# Colgate 26



## bwalker42 (Jul 11, 2003)

I''ve got my eye on a Colgate 26. So far I''ve heard nothing but good about them. And I read that the USCG just purchased a few.


----------



## Stepford (Nov 3, 2002)

Hi bwalker42,

I was hoping that your message would get some comments.
I have signed up for the Colgate 26 message board on Yahoo. I suggest that you do that.
However, I like the way people in this board give comparisons. I''m interested the Colgate 26 and the Etap 24. I''m not sure what you want in a boat, and this is your question, so I''ll let it go at that. 

Eric Courter


----------



## paulk (Jun 2, 2000)

The amount of publicity the USCG sale has gotten makes me wonder what the price might have been. (Like... a real sweet deal the CG couldn''t afford to turn down, and the builder then gets to say they''re buying a fleet...) It sounds like the C26 is a nice boat with a number of features that the Coasties liked. I''d want to try sailing one before buying it, however. There are boats that are marketed better than they sail, and vice-versa. The trick is to find the latter.


----------



## rbh1515 (Jul 7, 2000)

I''ve had a Colgate 26 now for 3 years. This is what I like about the boat.
1. Fun to sail. It handles great and is very fast.
2. Its very safe.

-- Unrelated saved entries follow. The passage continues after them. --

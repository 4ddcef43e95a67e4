//! Shared test fixture: an engine wired to in-memory stores with one
//! seeded course and assignment.

#![allow(dead_code)]

use std::sync::Arc;

use coursematch_domain::{
    ActorContext, Assignment, AssignmentId, AssignmentStore, CourseId, DashboardAggregator,
    Deadline, DeadlineRestriction, DeadlineStore, Enrollment, EnrollmentStore,
    InMemoryApplicationStore, InMemoryAssignmentStore,
    InMemoryDeadlineStore, InMemoryEnrollmentStore, InMemoryProjectStore, InMemoryReviewStore,
    InMemoryRoleDirectory, LifecycleEngine, Project, ProjectDraft, ProjectStatus, Role, UserId,
};
use chrono::{Duration, Utc};

pub struct World {
    pub assignments: Arc<InMemoryAssignmentStore>,
    pub deadlines: Arc<InMemoryDeadlineStore>,
    pub projects: Arc<InMemoryProjectStore>,
    pub applications: Arc<InMemoryApplicationStore>,
    pub reviews: Arc<InMemoryReviewStore>,
    pub enrollments: Arc<InMemoryEnrollmentStore>,
    pub roles: Arc<InMemoryRoleDirectory>,
    pub engine: LifecycleEngine,
    pub dashboard: DashboardAggregator,
    pub course_id: CourseId,
    pub assignment_id: AssignmentId,
}

impl World {
    /// One course, one assignment with default team size 3, no deadlines.
    pub async fn new() -> Self {
        let assignments = Arc::new(InMemoryAssignmentStore::new());
        let deadlines = Arc::new(InMemoryDeadlineStore::new());
        let projects = Arc::new(InMemoryProjectStore::new());
        let applications = Arc::new(InMemoryApplicationStore::new());
        let reviews = Arc::new(InMemoryReviewStore::new());
        let enrollments = Arc::new(InMemoryEnrollmentStore::new());
        let roles = Arc::new(InMemoryRoleDirectory::new());

        let course_id = CourseId::new();
        let assignment = Assignment::new(course_id, "Software project", 3);
        let assignment_id = assignment.id;
        assignments.insert(assignment).await.unwrap();

        let engine = LifecycleEngine::new(
            assignments.clone(),
            deadlines.clone(),
            projects.clone(),
            applications.clone(),
            reviews.clone(),
            roles.clone(),
        );
        let dashboard = DashboardAggregator::new(
            assignments.clone(),
            projects.clone(),
            applications.clone(),
            enrollments.clone(),
        );

        Self {
            assignments,
            deadlines,
            projects,
            applications,
            reviews,
            enrollments,
            roles,
            engine,
            dashboard,
            course_id,
            assignment_id,
        }
    }

    /// Register an actor with the role directory.
    pub fn actor(&self, role: Role) -> ActorContext {
        let actor = ActorContext::new(UserId::new(), role);
        self.roles.set_role(actor.id, role);
        actor
    }

    /// A student enrolled in the seeded course.
    pub async fn enrolled_student(&self) -> ActorContext {
        let actor = self.actor(Role::Student);
        self.enrollments
            .enroll(Enrollment {
                course_id: self.course_id,
                user_id: actor.id,
            })
            .await
            .unwrap();
        actor
    }

    /// Add a deadline for the seeded assignment, offset from now.
    pub async fn deadline_in(&self, restriction: DeadlineRestriction, offset: Duration) {
        self.deadlines
            .insert(Deadline::new(
                self.assignment_id,
                restriction,
                Utc::now() + offset,
                "Europe/Amsterdam",
            ))
            .await
            .unwrap();
    }

    /// Create a pending project with an explicit team size.
    pub async fn pending_project(&self, owner: &ActorContext, team_size: usize) -> Project {
        self.engine
            .create_project(
                owner,
                self.assignment_id,
                ProjectDraft {
                    title: "Peer review tool".to_string(),
                    description: "Double-blind peer review".to_string(),
                    team_size: Some(team_size),
                },
            )
            .await
            .unwrap()
            .value
    }

    /// Drive a pending project through approval to publication.
    pub async fn publish(&self, teacher: &ActorContext, project: &Project) -> Project {
        self.engine
            .change_project_status(teacher, project.id, ProjectStatus::Approved)
            .await
            .unwrap();
        self.engine
            .change_project_status(teacher, project.id, ProjectStatus::Published)
            .await
            .unwrap()
            .value
    }

    /// Create a project and publish it in one step.
    pub async fn published_project(
        &self,
        owner: &ActorContext,
        teacher: &ActorContext,
        team_size: usize,
    ) -> Project {
        let project = self.pending_project(owner, team_size).await;
        self.publish(teacher, &project).await
    }
}
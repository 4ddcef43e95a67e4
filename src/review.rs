//! Reviews: a reviewer's recorded judgement on a project
//!
//! Separate from the approval status transition. At most one review exists
//! per (project, reviewer) pair; recording again upserts rather than
//! duplicating.

use crate::entity::{ProjectId, ReviewId, UserId};
use chrono::{DateTime, Utc};
use serde::{Deserialize, Serialize};

/// Verdict of a review
#[derive(Debug, Clone, Copy, PartialEq, Eq, Hash, Serialize, Deserialize)]
pub enum ReviewStatus {
    /// The reviewer endorses the project
    Approved,
    /// The reviewer asks for changes
    ChangesRequested,
    /// The reviewer rejects the project
    Rejected,
}

/// A reviewer's judgement on a project
#[derive(Debug, Clone, PartialEq, Eq, Serialize, Deserialize)]
pub struct Review {
    /// The review's identity
    pub id: ReviewId,
    /// The project reviewed
    pub project_id: ProjectId,
    /// The reviewer's identity
    pub reviewer: UserId,
    /// The verdict
    pub status: ReviewStatus,
    /// Optional remarks for the project owner
    pub comment: Option<String>,
    /// When the review was last recorded
    pub updated_at: DateTime<Utc>,
}

impl Review {
    /// Record a fresh review
    pub fn new(
        project_id: ProjectId,
        reviewer: UserId,
        status: ReviewStatus,
        comment: Option<String>,
    ) -> Self {
        Self {
            id: ReviewId::new(),
            project_id,
            reviewer,
            status,
            comment,
            updated_at: Utc::now(),
        }
    }

    /// Replace the verdict and remarks, keeping the identity
    pub fn revise(&mut self, status: ReviewStatus, comment: Option<String>) {
        self.status = status;
        self.comment = comment;
        self.updated_at = Utc::now();
    }
}

#[cfg(test)]
mod tests {
    use super::*;

    #[test]
    fn revise_keeps_identity() {
        let mut review = Review::new(
            ProjectId::new(),
            UserId::new(),
            ReviewStatus::ChangesRequested,
            Some("Trim the scope".to_string()),
        );
        let id = review.id;

        review.revise(ReviewStatus::Approved, None);

        assert_eq!(review.id, id);
        assert_eq!(review.status, ReviewStatus::Approved);
        assert_eq!(review.comment, None);
    }
}
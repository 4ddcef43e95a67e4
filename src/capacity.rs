//! Team-capacity enforcement
//!
//! The check is trivial on purpose; what matters is where it runs. The
//! engine evaluates it inside the same check-then-act unit as the
//! membership mutation, and the project's version check serializes
//! concurrent joins so the roster can never exceed the team size.

use crate::errors::{DomainError, DomainResult};
use crate::project::Project;

/// Whether the project can take one more member
pub fn has_capacity(project: &Project) -> bool {
    project.members.len() < project.team_size
}

/// Remaining seats on the roster
pub fn remaining(project: &Project) -> usize {
    project.team_size.saturating_sub(project.members.len())
}

/// Fail with [`DomainError::TeamFull`] when the roster is at capacity
pub fn check_capacity(project: &Project) -> DomainResult<()> {
    if has_capacity(project) {
        Ok(())
    } else {
        Err(DomainError::TeamFull {
            project_id: project.id.to_string(),
        })
    }
}

#[cfg(test)]
mod tests {
    use super::*;
    use crate::actor::Role;
    use crate::entity::{AssignmentId, UserId};

    #[test]
    fn capacity_counts_down_to_zero() {
        let mut project = Project::new(
            AssignmentId::new(),
            "Sample",
            "",
            2,
            UserId::new(),
            Role::Student,
        );
        assert_eq!(remaining(&project), 1);
        assert!(has_capacity(&project));

        project.members.insert(UserId::new());
        assert_eq!(remaining(&project), 0);
        assert!(check_capacity(&project).is_err());
    }

    #[test]
    fn oversized_roster_saturates() {
        let mut project = Project::new(
            AssignmentId::new(),
            "Sample",
            "",
            1,
            UserId::new(),
            Role::Student,
        );
        project.members.insert(UserId::new());

        assert_eq!(remaining(&project), 0);
        assert!(!has_capacity(&project));
    }
}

It has positive flotation and even if holed it will not sink. A few years ago one was hit broadside by a 40'' motorboat and it did not sink. It has hard rails around the cockpit which I like alot. I sail on Lake Michigan which can get pretty rough and the boat handles these conditions well.
3. It has a huge cockpit which is great for daysailing. This is really caught my eye when I was looking for a boat. This is not a boat I would buy if I was looking doing a lot of cruising. 
4. If you buy one new, the standard equipment is incredible. There are not a lot of extras to buy. Its got the sails including spinnaker, solar charger, etc....
I bought a trailer which is very nice and well made, and a 4hp Yamaha outboard.
Rob


----------